Why the switch? Americans have a tendency to judge what we do by who we are, rather than judging who we are by what we do. We are the “good guys”; ergo, if we torture people, torture must not be entirely bad. The truth is harder to swallow: The waterboarding of Guantánamo detainees like Abu Zubaydah — who was water-boarded 83 times in the span of a month — and the torture of an unknown number of other detainees was a fundamental violation of human rights, and therefore we, as a country, have unclean hands.
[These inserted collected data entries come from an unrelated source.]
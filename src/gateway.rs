//! HTTP client for the BRVM analysis gateway: retried GETs behind a TTL cache.

use std::sync::Arc;
use std::time::Duration;

use reqwest::header::ACCEPT;
use serde::de::DeserializeOwned;
use thiserror::Error;
use tracing::{debug, info};
use url::Url;

use crate::cache::{CacheMode, CacheTtls, ResponseCache};
use crate::config::{DashboardConfig, DEFAULT_API_URL, DEFAULT_REQUEST_TIMEOUT_SECS};
use crate::model::{Analysis, Company, ScreenerPayload, ScreenerRow};
use crate::retry::{retry_async, RetryPolicy};
use crate::source::MarketDataSource;

const USER_AGENT: &str = concat!("brvm-dashboard/", env!("CARGO_PKG_VERSION"));

#[derive(Debug, Error)]
pub enum GatewayError {
    #[error("invalid gateway URL: {0}")]
    InvalidUrl(String),
    #[error("no company symbol given")]
    EmptySymbol,
    #[error("HTTP client build error: {0}")]
    ClientBuild(String),
    #[error("request to {url} failed: {message}")]
    Transport { url: String, message: String },
    #[error("request to {url} timed out")]
    Timeout { url: String },
    #[error("unexpected HTTP status {status} at {url}")]
    Status { url: String, status: u16 },
    #[error("unexpected payload from {url}: {message}")]
    Decode { url: String, message: String },
    #[error("gateway unreachable after {attempts} attempts ({url}): {last}")]
    Exhausted {
        url: String,
        attempts: u32,
        last: Box<GatewayError>,
    },
}

impl GatewayError {
    /// The innermost error, looking through retry exhaustion.
    pub fn root(&self) -> &GatewayError {
        match self {
            GatewayError::Exhausted { last, .. } => last.root(),
            other => other,
        }
    }
}

#[derive(Debug, Clone, PartialEq, Eq, Hash)]
pub enum ScreenerScope {
    All,
    Symbol(String),
}

#[derive(Debug, Clone)]
pub struct GatewayClient {
    http: reqwest::Client,
    base_url: Url,
    retry: RetryPolicy,
    ttls: CacheTtls,
    cache: Option<Arc<ResponseCache>>,
}

impl GatewayClient {
    pub fn builder() -> GatewayClientBuilder {
        GatewayClientBuilder::default()
    }

    pub fn from_config(config: &DashboardConfig) -> Result<Self, GatewayError> {
        Self::builder()
            .base_url(config.api_url.clone())
            .timeout(config.request_timeout)
            .retry_policy(config.retry.clone())
            .cache_ttls(config.cache.ttls)
            .cache_enabled(config.cache.enabled)
            .build()
    }

    pub fn base_url(&self) -> &Url {
        &self.base_url
    }

    pub fn cache_enabled(&self) -> bool {
        self.cache.is_some()
    }

    pub async fn companies(&self, mode: CacheMode) -> Result<Vec<Company>, GatewayError> {
        let url = self.endpoint(&["companies"], true)?;
        self.get_json(url, self.ttls.companies, mode).await
    }

    pub async fn analysis(&self, symbol: &str, mode: CacheMode) -> Result<Analysis, GatewayError> {
        let symbol = normalize_symbol(symbol)?;
        let url = self.endpoint(&["analysis", symbol], false)?;
        self.get_json(url, self.ttls.analysis, mode).await
    }

    pub async fn screener(
        &self,
        scope: &ScreenerScope,
        mode: CacheMode,
    ) -> Result<Vec<ScreenerRow>, GatewayError> {
        let url = match scope {
            ScreenerScope::All => self.endpoint(&["screener"], true)?,
            ScreenerScope::Symbol(symbol) => {
                self.endpoint(&["screener", normalize_symbol(symbol)?], false)?
            }
        };
        let payload: ScreenerPayload = self.get_json(url, self.ttls.screener, mode).await?;
        Ok(payload.into_rows())
    }

    pub async fn clear_cache(&self) {
        if let Some(cache) = &self.cache {
            cache.clear().await;
        }
    }

    fn endpoint(&self, segments: &[&str], trailing_slash: bool) -> Result<Url, GatewayError> {
        let mut url = self.base_url.clone();
        {
            let mut path = url
                .path_segments_mut()
                .map_err(|_| GatewayError::InvalidUrl(self.base_url.to_string()))?;
            path.pop_if_empty();
            path.extend(segments);
            if trailing_slash {
                path.push("");
            }
        }
        Ok(url)
    }

    async fn get_json<T: DeserializeOwned>(
        &self,
        url: Url,
        ttl: Duration,
        mode: CacheMode,
    ) -> Result<T, GatewayError> {
        if mode == CacheMode::Use {
            if let Some(cache) = &self.cache {
                if let Some(body) = cache.get(url.as_str()).await {
                    if let Ok(value) = serde_json::from_str::<T>(&body) {
                        debug!(
                            component = "gateway",
                            event = "gateway.cache.hit",
                            url = %url
                        );
                        return Ok(value);
                    }
                }
            }
        }

        let (value, body) =
            retry_async(&self.retry, url.as_str(), || self.fetch_once::<T>(&url)).await?;

        if mode != CacheMode::Bypass {
            if let Some(cache) = &self.cache {
                cache.put(url.as_str(), &body, ttl).await;
            }
        }

        Ok(value)
    }

    async fn fetch_once<T: DeserializeOwned>(
        &self,
        url: &Url,
    ) -> Result<(T, String), GatewayError> {
        let response = self
            .http
            .get(url.clone())
            .header(ACCEPT, "application/json")
            .send()
            .await
            .map_err(|err| request_error(url, err))?;

        let status = response.status();
        if !status.is_success() {
            return Err(GatewayError::Status {
                url: url.to_string(),
                status: status.as_u16(),
            });
        }

        let body = response.text().await.map_err(|err| request_error(url, err))?;
        let value = serde_json::from_str::<T>(&body).map_err(|err| GatewayError::Decode {
            url: url.to_string(),
            message: err.to_string(),
        })?;

        info!(
            component = "gateway",
            event = "gateway.request.ok",
            url = %url,
            status = status.as_u16(),
            bytes = body.len()
        );

        Ok((value, body))
    }
}

impl MarketDataSource for GatewayClient {
    async fn companies(&self, mode: CacheMode) -> Result<Vec<Company>, GatewayError> {
        GatewayClient::companies(self, mode).await
    }

    async fn analysis(&self, symbol: &str, mode: CacheMode) -> Result<Analysis, GatewayError> {
        GatewayClient::analysis(self, symbol, mode).await
    }

    async fn screener(
        &self,
        scope: &ScreenerScope,
        mode: CacheMode,
    ) -> Result<Vec<ScreenerRow>, GatewayError> {
        GatewayClient::screener(self, scope, mode).await
    }

    async fn clear_cache(&self) {
        GatewayClient::clear_cache(self).await;
    }
}

#[derive(Debug, Default)]
pub struct GatewayClientBuilder {
    base_url: Option<String>,
    timeout: Option<Duration>,
    retry: Option<RetryPolicy>,
    ttls: Option<CacheTtls>,
    cache_enabled: Option<bool>,
    user_agent: Option<String>,
}

impl GatewayClientBuilder {
    pub fn base_url(mut self, url: impl Into<String>) -> Self {
        self.base_url = Some(url.into());
        self
    }

    /// Per-request timeout. Default: 30 seconds.
    pub fn timeout(mut self, timeout: Duration) -> Self {
        self.timeout = Some(timeout);
        self
    }

    pub fn retry_policy(mut self, policy: RetryPolicy) -> Self {
        self.retry = Some(policy);
        self
    }

    pub fn cache_ttls(mut self, ttls: CacheTtls) -> Self {
        self.ttls = Some(ttls);
        self
    }

    /// Caching is on unless switched off here.
    pub fn cache_enabled(mut self, enabled: bool) -> Self {
        self.cache_enabled = Some(enabled);
        self
    }

    pub fn user_agent(mut self, ua: impl Into<String>) -> Self {
        self.user_agent = Some(ua.into());
        self
    }

    pub fn build(self) -> Result<GatewayClient, GatewayError> {
        let raw = self.base_url.unwrap_or_else(|| DEFAULT_API_URL.to_string());
        let base_url = Url::parse(&raw).map_err(|_| GatewayError::InvalidUrl(raw.clone()))?;
        if base_url.cannot_be_a_base() || !matches!(base_url.scheme(), "http" | "https") {
            return Err(GatewayError::InvalidUrl(raw));
        }

        let http = reqwest::Client::builder()
            .user_agent(self.user_agent.as_deref().unwrap_or(USER_AGENT))
            .timeout(
                self.timeout
                    .unwrap_or(Duration::from_secs(DEFAULT_REQUEST_TIMEOUT_SECS)),
            )
            .build()
            .map_err(|err| GatewayError::ClientBuild(err.to_string()))?;

        let mut retry = self.retry.unwrap_or_default();
        retry.attempts = retry.attempts.max(1);

        Ok(GatewayClient {
            http,
            base_url,
            retry,
            ttls: self.ttls.unwrap_or_default(),
            cache: self
                .cache_enabled
                .unwrap_or(true)
                .then(|| Arc::new(ResponseCache::new())),
        })
    }
}

fn normalize_symbol(symbol: &str) -> Result<&str, GatewayError> {
    let trimmed = symbol.trim();
    if trimmed.is_empty() {
        Err(GatewayError::EmptySymbol)
    } else {
        Ok(trimmed)
    }
}

fn request_error(url: &Url, err: reqwest::Error) -> GatewayError {
    if err.is_timeout() {
        GatewayError::Timeout {
            url: url.to_string(),
        }
    } else {
        GatewayError::Transport {
            url: url.to_string(),
            message: err.to_string(),
        }
    }
}

#[cfg(test)]
mod tests {
    use super::*;

    fn client(base: &str) -> GatewayClient {
        GatewayClient::builder().base_url(base).build().unwrap()
    }

    #[test]
    fn endpoints_follow_gateway_routes() {
        let gw = client("https://brvm-api-gateway.onrender.com");
        assert_eq!(
            gw.endpoint(&["companies"], true).unwrap().as_str(),
            "https://brvm-api-gateway.onrender.com/companies/"
        );
        assert_eq!(
            gw.endpoint(&["analysis", "SNTS"], false).unwrap().as_str(),
            "https://brvm-api-gateway.onrender.com/analysis/SNTS"
        );
    }

    #[test]
    fn base_path_prefix_is_preserved() {
        let with_slash = client("http://localhost:9000/api/");
        let without_slash = client("http://localhost:9000/api");

        for gw in [with_slash, without_slash] {
            assert_eq!(
                gw.endpoint(&["screener"], true).unwrap().as_str(),
                "http://localhost:9000/api/screener/"
            );
        }
    }

    #[test]
    fn symbol_is_a_single_encoded_segment() {
        let gw = client("http://localhost:9000");
        assert_eq!(
            gw.endpoint(&["analysis", "A/B C"], false).unwrap().as_str(),
            "http://localhost:9000/analysis/A%2FB%20C"
        );
    }

    #[test]
    fn invalid_base_urls_are_rejected() {
        for raw in ["not a url", "mailto:ops@example.com", "ftp://example.com"] {
            let err = GatewayClient::builder().base_url(raw).build().unwrap_err();
            assert!(matches!(err, GatewayError::InvalidUrl(_)), "{raw}");
        }
    }

    #[test]
    fn zero_attempt_policy_is_clamped_to_one() {
        let gw = GatewayClient::builder()
            .retry_policy(RetryPolicy::fixed(0, Duration::ZERO))
            .build()
            .unwrap();
        assert_eq!(gw.retry.attempts, 1);
    }

    #[tokio::test]
    async fn blank_symbol_fails_without_network() {
        let gw = client("http://127.0.0.1:9");
        let err = gw.analysis("   ", CacheMode::Use).await.unwrap_err();
        assert!(matches!(err, GatewayError::EmptySymbol));
    }

    #[test]
    fn root_looks_through_exhaustion() {
        let err = GatewayError::Exhausted {
            url: "http://gw/companies/".to_string(),
            attempts: 3,
            last: Box::new(GatewayError::Status {
                url: "http://gw/companies/".to_string(),
                status: 503,
            }),
        };
        assert!(matches!(err.root(), GatewayError::Status { status: 503, .. }));
    }
}
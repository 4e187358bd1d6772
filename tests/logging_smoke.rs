use std::io;
use std::io::Write;
use std::net::{IpAddr, Ipv4Addr, SocketAddr};
use std::sync::{Arc, Mutex};
use std::time::Duration;

use axum::{
    body::Body,
    http::{Request, StatusCode},
};
use brvm_dashboard::{
    dashboard_router, log_app_bind, log_app_start, log_gateway_selected, CacheMode,
    DashboardConfig, GatewayClient, InMemorySource, LoggingConfig, RetryPolicy,
};
use httpmock::{Method::GET, MockServer};
use tower::util::ServiceExt;
use tracing::dispatcher::with_default;
use tracing::Level;
use tracing_subscriber::fmt::writer::MakeWriter;

#[derive(Clone, Default)]
struct SharedWriter {
    inner: Arc<Mutex<Vec<u8>>>,
}

impl SharedWriter {
    fn output_string(&self) -> String {
        let bytes = self
            .inner
            .lock()
            .expect("writer lock should not be poisoned");
        String::from_utf8_lossy(&bytes).to_string()
    }
}

struct SharedWriterGuard {
    inner: Arc<Mutex<Vec<u8>>>,
}

impl<'a> MakeWriter<'a> for SharedWriter {
    type Writer = SharedWriterGuard;

    fn make_writer(&'a self) -> Self::Writer {
        SharedWriterGuard {
            inner: Arc::clone(&self.inner),
        }
    }
}

impl Write for SharedWriterGuard {
    fn write(&mut self, buf: &[u8]) -> io::Result<usize> {
        let mut out = self
            .inner
            .lock()
            .expect("writer lock should not be poisoned");
        out.extend_from_slice(buf);
        Ok(buf.len())
    }

    fn flush(&mut self) -> io::Result<()> {
        Ok(())
    }
}

fn capture_logs(max_level: Level, f: impl FnOnce()) -> String {
    let writer = SharedWriter::default();
    let subscriber = tracing_subscriber::fmt()
        .json()
        .with_ansi(false)
        .with_max_level(max_level)
        .with_writer(writer.clone())
        .finish();
    let dispatch = tracing::Dispatch::new(subscriber);

    with_default(&dispatch, f);
    writer.output_string()
}

fn block_on<F: std::future::Future>(future: F) -> F::Output {
    tokio::runtime::Builder::new_current_thread()
        .enable_all()
        .build()
        .expect("single-thread runtime should build")
        .block_on(future)
}

#[test]
fn server_lifecycle_helpers_emit_baseline_events() {
    let logs = capture_logs(Level::INFO, || {
        log_app_start(&LoggingConfig::default());
        log_gateway_selected("gateway", &DashboardConfig::default());
        log_app_bind(SocketAddr::new(IpAddr::V4(Ipv4Addr::LOCALHOST), 8501));
    });

    assert!(logs.contains("\"event\":\"app.start\""));
    assert!(logs.contains("\"event\":\"gateway.selected\""));
    assert!(logs.contains("\"event\":\"app.bind\""));
    assert!(logs.contains("brvm-api-gateway.onrender.com"));
}

#[test]
fn failed_attempts_emit_retry_and_exhausted_events() {
    let server = MockServer::start();
    server.mock(|when, then| {
        when.method(GET).path("/companies/");
        then.status(502);
    });

    let logs = capture_logs(Level::INFO, || {
        block_on(async {
            let client = GatewayClient::builder()
                .base_url(server.base_url())
                .retry_policy(RetryPolicy::fixed(2, Duration::from_millis(1)))
                .build()
                .expect("client should build");

            let err = client
                .companies(CacheMode::Use)
                .await
                .expect_err("502 should exhaust retries");
            assert!(err.to_string().contains("2 attempts"));
        });
    });

    assert_eq!(logs.matches("\"event\":\"gateway.retry\"").count(), 1);
    assert!(logs.contains("\"event\":\"gateway.exhausted\""));
    assert!(logs.contains("\"attempts\":2"));
}

#[test]
fn cache_hits_are_logged_at_debug() {
    let server = MockServer::start();
    server.mock(|when, then| {
        when.method(GET).path("/companies/");
        then.status(200).body("[]");
    });

    let logs = capture_logs(Level::DEBUG, || {
        block_on(async {
            let client = GatewayClient::builder()
                .base_url(server.base_url())
                .build()
                .expect("client should build");
            client.companies(CacheMode::Use).await.expect("first fetch");
            client.companies(CacheMode::Use).await.expect("cached fetch");
        });
    });

    assert_eq!(logs.matches("\"event\":\"gateway.request.ok\"").count(), 1);
    assert!(logs.contains("\"event\":\"gateway.cache.hit\""));
}

#[test]
fn routes_emit_page_and_api_events() {
    let logs = capture_logs(Level::INFO, || {
        block_on(async {
            let app = dashboard_router(Arc::new(InMemorySource::demo()));

            for uri in ["/screener", "/api/companies"] {
                let response = app
                    .clone()
                    .oneshot(
                        Request::builder()
                            .uri(uri)
                            .body(Body::empty())
                            .expect("request should build"),
                    )
                    .await
                    .expect("request should succeed");
                assert_eq!(response.status(), StatusCode::OK);
            }
        });
    });

    assert!(logs.contains("\"event\":\"http.page.request\""));
    assert!(logs.contains("\"page\":\"screener\""));
    assert!(logs.contains("\"event\":\"http.api.request\""));
}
No country should be judged solely by its worst conduct. Moreover, the United States can still take steps to make partial amends for its actions. Specifically, the U.S. government can allow the truth to come out by declassifying the Senate intelligence committee’s 6,000-page report on the CIA’s interrogation program, and by allowing detainees to testify about their experiences. The U.S. can renounce torture by codifying specific limits on the techniques used by intelligence agencies to obtain information from suspected detainees. And the U.S. can hold those who violated the law after 9/11 responsible. But if we have already decided that we’re the “good guys,” even when engaged in acts of torture, there is little incentive to hold ourselves accountable for actions that otherwise might seem — for lack of a better word — bad.
There is no doubt that the deliberate taking of innocent life — a terrorist’s standard mode of operation — is a reprehensible act. But the caricature of “bad guy” versus “good guy” does our country a great disservice. It prevents us from understanding our enemies — a necessity in this unconventional war of ideologies. And it gives us false license to act against America’s own stated values in the struggle.